That felt new to you, even though those are three-year-olds, right?

Carol

Right, I know. But she was told that-- well, this little boy was probably four or five, but that is not normal behavior that a child would do, that it's learned behavior. I don't know if it is or not. So now, after that, that was the end. They were never allowed to go back. She never let them play in that play area again.

Zoe Chace

You're worried. You're worried that things are changing.

Carol

Yeah, so I think that's it. When people see things that are not what they're used to, that's scary. I think the Peace in St. Cloud group is trying very hard. They want peace in here, in St. Cloud, but don't run over us. We're here, and we like it the way it is. So don't change it.

Zoe Chace

Of course, there were other ways for her to think about this incident at the mall. Like, this kid is emotionally disturbed. He had a bad day. There's something upsetting at home. Kids just hit each other sometimes. She could have concluded any of those things rather than "we're being run over by Muslim immigrants who behave differently than we do." One reason that's where she went was that this was the explanation that was emerging all around her. People were talking about Muslim immigrants at meetings, on her e-mail, on Facebook, and at talks that were popping up in the area.

This was another new development in St. Cloud. Central Minnesota was becoming a place where speakers were coming, speakers who spread the word about their perceived threat of Muslim immigration. Three years ago, 2013, Carol had gone to one of these talks in Little Falls, just outside St. Cloud. It was sponsored by the Central Minnesota Tea Party. She even bought the book written by the speaker, Brigitte Gabriel. It's called Because They Hate. She has not read all of it.

Ira Glass

Zoe Chace. Coming up, Zoe goes to one of those meetings, where they talk about Muslim immigrants, and she meets an elected official who believes that Sharia law has already taken over American cities. That's in a minute, from Chicago Public Radio, when our program continues.

It's This American Life. I'm Ira Glass. Today's program, Will I Know Anyone at This Party?

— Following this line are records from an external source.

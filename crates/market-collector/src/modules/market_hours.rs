//! 장 운영 시간 게이트.
//!
//! 예약 실행이 진행될지 여부만 판단하는 순수 함수입니다.
//! 공휴일은 고려하지 않습니다.

use chrono::{DateTime, Datelike, NaiveTime, Timelike, Utc, Weekday};
use chrono_tz::Tz;

use crate::config::MarketHoursConfig;

/// 거래소 현지 시각 기준으로 장이 열려 있는지 확인합니다.
///
/// 토/일요일은 항상 `false`이며, 평일에는 `[open, close]` 구간(양 끝 포함)을
/// 초 단위로 비교합니다.
pub fn is_open(now: DateTime<Utc>, tz: Tz, open: NaiveTime, close: NaiveTime) -> bool {
    let local = now.with_timezone(&tz);

    // 주말 체크
    if matches!(local.weekday(), Weekday::Sat | Weekday::Sun) {
        return false;
    }

    let time = local.time();
    let Some(time) = NaiveTime::from_hms_opt(time.hour(), time.minute(), time.second()) else {
        return false;
    };

    time >= open && time <= close
}

/// 설정을 묶은 장 운영 시간 게이트.
#[derive(Debug, Clone)]
pub struct MarketHoursGate {
    tz: Tz,
    open: NaiveTime,
    close: NaiveTime,
    bypass: bool,
}

impl MarketHoursGate {
    pub fn new(config: &MarketHoursConfig) -> Self {
        Self {
            tz: config.timezone,
            open: config.open,
            close: config.close,
            bypass: config.bypass,
        }
    }

    /// 실행 허용 여부. 우회 플래그가 켜져 있으면 항상 허용합니다.
    pub fn allows(&self, now: DateTime<Utc>) -> bool {
        self.bypass || is_open(now, self.tz, self.open, self.close)
    }
}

So if you're just tuning in, we've been talking about how the Republican party is changing this year. Lots of Republican voters apparently are not so excited about the old Republican stuff, like shrinking the size of government and having free trade. Instead, this year, they are excited about cracking down on immigration. Zoe Chace is doing a story about St. Cloud, Minnesota, which is one of the front lines of this conflict in the party.

In her reporting, Zoe went to a talk-- they have lots of talks like this out there-- about the dangers of Muslim immigration to the United States. We pick up her story from there.

Zoe Chace

One of the repeat speakers on the circuit is a local guy named Ron Branstner.

Ron Branstner

First off, what we want to do is we want to stand up. We always say the Pledge of Allegiance.

Crowd

I pledge allegiance to the flag of the United States of America.

Zoe Chace

Ron Branstner, he's kind of bumbling and informal, but he does not hesitate to get up in front of a crowd and claim his authority on how immigration works.

Ron Branstner

There is a movement that is going throughout the United States to try to change our culture, try to change who we are.

Zoe Chace

He spent time in California, where he volunteered as a Minuteman along the US-Mexico border to help spot people crossing illegally. He lives in the St. Cloud area. He has a super regular job in which he deals with the public, so doesn't want me to say what that is. He's become a sort of traveling prophet. He warns about the bad things that will happen to your town when the new group of immigrants come. He used to do these presentations about Mexicans, but as immigration from Latin America slowed and refugee resettlement increased in Minnesota, it seems he picked up a Quran and swapped out Mexicans for Muslims.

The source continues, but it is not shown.